Música transitando pelas vielas do centro histórico de Paraty, muito vinho, brasileiros arrebentando e três dias de muita festa. Estivemos em um dos festivais de jazz mais cool do país.
O Bourbon Festival aconteceu entre os dias 20 e 22 de maio em Paraty, Rio de Janeiro
Uma cidade respirando música. É assim que defino a experiência de passar 3 deliciosos dias na charmosa Paraty, RJ, para acompanhar um dos festivais mais bacanas de jazz e blues do país. O centro histórico da cidade já é por si só, uma atração a parte, as ruas de pedra, cheias de casarões lindos trazem um comércio com plaquinhas bem delicadas, que sinalizam a atividade do local, para não interferir na arquitetura e não poluir visualmente os imóveis, algo que aguça a curiosidade de encontrar coisas novas e rende uma boa conversa para cada um contar suas descobertas. A iluminação noturna aconchegante, o sol lindo que se abriu de dia, aquele friozinho delicioso para curtir um vinho, vendido a preços bem convidativos por ambulantes a noite, tudo isso regado a muita música, torna este um dos festivais mais legais do Brasil.

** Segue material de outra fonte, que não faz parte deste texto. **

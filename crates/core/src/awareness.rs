use {
    crate::settings::Setting,
    futures::Stream,
    serde::{Deserialize, Serialize},
    std::{collections::BTreeMap, sync::Arc},
};

/// Locality labels the cluster spreads shard copies across.
#[derive(Clone, Debug, Default, PartialEq, Eq, Serialize, Deserialize)]
pub struct AwarenessAttributes {
    names: Vec<String>,
    forced: BTreeMap<String, Vec<String>>,
}

impl AwarenessAttributes {
    pub fn new(names: impl IntoIterator<Item = impl Into<String>>) -> Self {
        Self {
            names: names.into_iter().map(Into::into).collect(),
            forced: BTreeMap::new(),
        }
    }

    /// Declares the legal values of the `name` attribute.
    pub fn with_forced_values(
        mut self,
        name: impl Into<String>,
        values: impl IntoIterator<Item = impl Into<String>>,
    ) -> Self {
        let values: Vec<String> = values.into_iter().map(Into::into).collect();
        if !values.is_empty() {
            self.forced.insert(name.into(), values);
        }
        self
    }

    /// Configured attribute names, in evaluation order.
    pub fn names(&self) -> &[String] {
        &self.names
    }

    pub fn is_configured(&self, name: &str) -> bool {
        self.names.iter().any(|n| n == name)
    }

    /// Returns the forced values of the `name` attribute, if the attribute is
    /// forced.
    pub fn forced_values(&self, name: &str) -> Option<&[String]> {
        self.forced.get(name).map(Vec::as_slice)
    }

    pub fn is_empty(&self) -> bool {
        self.names.is_empty()
    }
}

/// Live registry of [`AwarenessAttributes`].
///
/// Updates are last-writer-wins swaps of the whole snapshot, so a reader
/// never observes a half-applied change.
#[derive(Clone, Debug, Default)]
pub struct AttributeCatalog {
    attributes: Setting<AwarenessAttributes>,
}

impl AttributeCatalog {
    pub fn new(attributes: AwarenessAttributes) -> Self {
        Self {
            attributes: Setting::new(attributes),
        }
    }

    /// Replaces the list of awareness attribute names.
    pub fn set_attributes(&self, names: impl IntoIterator<Item = impl Into<String>>) {
        let names: Vec<String> = names.into_iter().map(Into::into).collect();

        self.attributes.update(|current| AwarenessAttributes {
            names: names.clone(),
            forced: current.forced.clone(),
        });

        tracing::info!(?names, "awareness attributes updated");
    }

    /// Replaces all forced value groups. Groups without values are dropped.
    pub fn set_forced_values<I, V>(&self, groups: I)
    where
        I: IntoIterator<Item = (String, V)>,
        V: IntoIterator<Item = String>,
    {
        let forced: BTreeMap<String, Vec<String>> = groups
            .into_iter()
            .map(|(name, values)| (name, values.into_iter().collect::<Vec<_>>()))
            .filter(|(_, values)| !values.is_empty())
            .collect();

        self.attributes.update(|current| AwarenessAttributes {
            names: current.names.clone(),
            forced: forced.clone(),
        });

        tracing::info!(?forced, "forced awareness values updated");
    }

    /// Returns the current [`AwarenessAttributes`] snapshot.
    pub fn snapshot(&self) -> Arc<AwarenessAttributes> {
        self.attributes.get()
    }

    pub fn subscribe(&self) -> impl Stream<Item = ()> + Send + 'static {
        self.attributes.updates()
    }
}

#[cfg(test)]
mod test {
    use super::*;

    #[test]
    fn empty_forced_groups_are_dropped() {
        let catalog = AttributeCatalog::new(AwarenessAttributes::new(["zone", "rack"]));

        catalog.set_forced_values([
            ("zone".to_string(), vec!["a".to_string(), "b".to_string()]),
            ("rack".to_string(), vec![]),
        ]);

        let snapshot = catalog.snapshot();
        assert_eq!(snapshot.names(), ["zone", "rack"]);
        assert_eq!(snapshot.forced_values("zone"), Some(["a".to_string(), "b".to_string()].as_slice()));
        assert_eq!(snapshot.forced_values("rack"), None);
    }

    #[test]
    fn updates_keep_the_other_half() {
        let catalog = AttributeCatalog::new(
            AwarenessAttributes::new(["zone"]).with_forced_values("zone", ["a", "b"]),
        );
        let before = catalog.snapshot();

        catalog.set_attributes(["zone", "rack"]);

        let after = catalog.snapshot();
        assert!(after.is_configured("rack"));
        assert_eq!(after.forced_values("zone").map(<[_]>::len), Some(2));

        // Earlier snapshots are immutable.
        assert!(!before.is_configured("rack"));
    }
}
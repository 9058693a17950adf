//! Single-writer queue of [`ClusterState`] updates.

use {
    super::{
        view::{Publisher, View},
        ClusterState,
    },
    futures::Stream,
    std::{
        cmp::{Ordering, Reverse},
        collections::BinaryHeap,
        future::Future,
        sync::{
            atomic::{self, AtomicU64},
            Arc,
        },
    },
    tokio::sync::{mpsc, oneshot},
};

/// Priority of a state update. Higher priorities are applied first, FIFO
/// within the same priority.
#[derive(Clone, Copy, Debug, PartialEq, Eq, PartialOrd, Ord, Hash)]
pub enum Priority {
    Normal,
    High,
    Urgent,
}

#[derive(Debug, thiserror::Error)]
pub enum UpdateError<E> {
    /// The update task rejected the transition.
    #[error(transparent)]
    Task(E),

    #[error("Cluster state writer is closed")]
    Closed,
}

/// Source of truth for the [`ClusterState`].
///
/// Update tasks are executed one at a time, each against the latest
/// published state. A task either returns the next state, returns `None` to
/// leave the state as is, or fails without touching it.
pub trait StateUpdater: Clone + Send + Sync + 'static {
    /// Returns the latest published [`ClusterState`].
    fn state(&self) -> Arc<ClusterState>;

    /// Stream of publication notifications.
    fn updates(&self) -> impl Stream<Item = ()> + Send + 'static + use<Self>;

    /// Submits an update task, resolving with the state the task has been
    /// applied to or produced.
    fn submit<T, E>(
        &self,
        source: &str,
        priority: Priority,
        task: T,
    ) -> impl Future<Output = Result<Arc<ClusterState>, UpdateError<E>>> + Send
    where
        T: FnOnce(&ClusterState) -> Result<Option<ClusterState>, E> + Send + 'static,
        E: Send + 'static;
}

type Completion = Box<dyn FnOnce(Arc<ClusterState>) + Send>;

enum Applied {
    Unchanged(Completion),
    Changed(ClusterState, Completion),
    Failed,
}

type Job = Box<dyn FnOnce(&ClusterState) -> Applied + Send>;

struct Submission {
    source: String,
    priority: Priority,
    seq: u64,
    job: Job,
}

impl Submission {
    fn key(&self) -> (Priority, Reverse<u64>) {
        (self.priority, Reverse(self.seq))
    }
}

impl PartialEq for Submission {
    fn eq(&self, other: &Self) -> bool {
        self.key() == other.key()
    }
}

impl Eq for Submission {}

impl PartialOrd for Submission {
    fn partial_cmp(&self, other: &Self) -> Option<Ordering> {
        Some(self.cmp(other))
    }
}

impl Ord for Submission {
    fn cmp(&self, other: &Self) -> Ordering {
        self.key().cmp(&other.key())
    }
}

/// In-process [`StateUpdater`] backed by a dedicated tokio task.
#[derive(Clone, Debug)]
pub struct ClusterService {
    view: View,
    submissions: mpsc::UnboundedSender<Submission>,
    seq: Arc<AtomicU64>,
}

impl ClusterService {
    /// Spawns the writer task owning `initial` state.
    ///
    /// The task stops once every handle is dropped.
    pub fn spawn(initial: ClusterState) -> Self {
        let publisher = Publisher::new(initial);
        let view = publisher.view();
        let (tx, rx) = mpsc::unbounded_channel();

        tokio::spawn(
            Writer {
                publisher,
                view: view.clone(),
                submissions: rx,
                queue: BinaryHeap::new(),
            }
            .run(),
        );

        Self {
            view,
            submissions: tx,
            seq: Arc::new(AtomicU64::new(0)),
        }
    }

    pub fn view(&self) -> &View {
        &self.view
    }
}

impl StateUpdater for ClusterService {
    fn state(&self) -> Arc<ClusterState> {
        self.view.state()
    }

    fn updates(&self) -> impl Stream<Item = ()> + Send + 'static + use<> {
        self.view.updates()
    }

    fn submit<T, E>(
        &self,
        source: &str,
        priority: Priority,
        task: T,
    ) -> impl Future<Output = Result<Arc<ClusterState>, UpdateError<E>>> + Send
    where
        T: FnOnce(&ClusterState) -> Result<Option<ClusterState>, E> + Send + 'static,
        E: Send + 'static,
    {
        let (tx, rx) = oneshot::channel();

        let job: Job = Box::new(move |state| match task(state) {
            Ok(None) => Applied::Unchanged(Box::new(move |s| {
                let _ = tx.send(Ok(s));
            })),
            Ok(Some(new)) => Applied::Changed(
                new,
                Box::new(move |s| {
                    let _ = tx.send(Ok(s));
                }),
            ),
            Err(err) => {
                let _ = tx.send(Err(UpdateError::Task(err)));
                Applied::Failed
            }
        });

        let submission = Submission {
            source: source.to_string(),
            priority,
            seq: self.seq.fetch_add(1, atomic::Ordering::Relaxed),
            job,
        };
        let submitted = self.submissions.send(submission).is_ok();

        async move {
            if !submitted {
                return Err(UpdateError::Closed);
            }

            rx.await.map_err(|_| UpdateError::Closed)?
        }
    }
}

struct Writer {
    publisher: Publisher,
    view: View,
    submissions: mpsc::UnboundedReceiver<Submission>,
    queue: BinaryHeap<Submission>,
}

impl Writer {
    async fn run(mut self) {
        tracing::debug!("cluster state writer started");

        while let Some(submission) = self.submissions.recv().await {
            self.queue.push(submission);
            self.drain_channel();

            while let Some(submission) = self.queue.pop() {
                self.apply(submission);
                self.drain_channel();
            }
        }

        tracing::debug!("cluster state writer stopped");
    }

    fn drain_channel(&mut self) {
        while let Ok(submission) = self.submissions.try_recv() {
            self.queue.push(submission);
        }
    }

    fn apply(&self, submission: Submission) {
        let current = self.view.state();

        match (submission.job)(&current) {
            Applied::Unchanged(done) => done(current),
            Applied::Changed(new, done) => {
                let new = Arc::new(new);

                tracing::debug!(
                    source = %submission.source,
                    priority = ?submission.priority,
                    from = current.version(),
                    to = new.version(),
                    "cluster state updated"
                );
                metrics::counter!("zonal_state_updates").increment(1);
                metrics::gauge!("zonal_state_version").set(new.version() as f64);

                self.publisher.publish(new.clone());
                done(new);
            }
            Applied::Failed => {
                tracing::debug!(source = %submission.source, "cluster state update rejected");
            }
        }
    }
}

Copos de Jorge Amado (batida tradicional da cidade, que leva maracujá, limão e Gabriela, a famosa bebida licorosa que mistura cachaça com cravo, canela e gengibre) nas mãos, garrafas de vinho, taças, conversas, risadas, cantoria, sons, muitos sons… uma verdadeira multidão esteve em Paraty para curtir os shows e não houve uma confusão, só a paz que a boa música traz. Foram montados 2 palcos grandes, Matriz e Santa Rita, com apenas 500 metros distantes um do outro, e vários pequenos (buskers) espalhados pelas ruazinhas com várias atrações. Somado a isso, artistas de rua se misturavam ao festival com uma qualidade incrível. Um verdadeiro banquete sonoro. Para os que amam música, é o paraíso.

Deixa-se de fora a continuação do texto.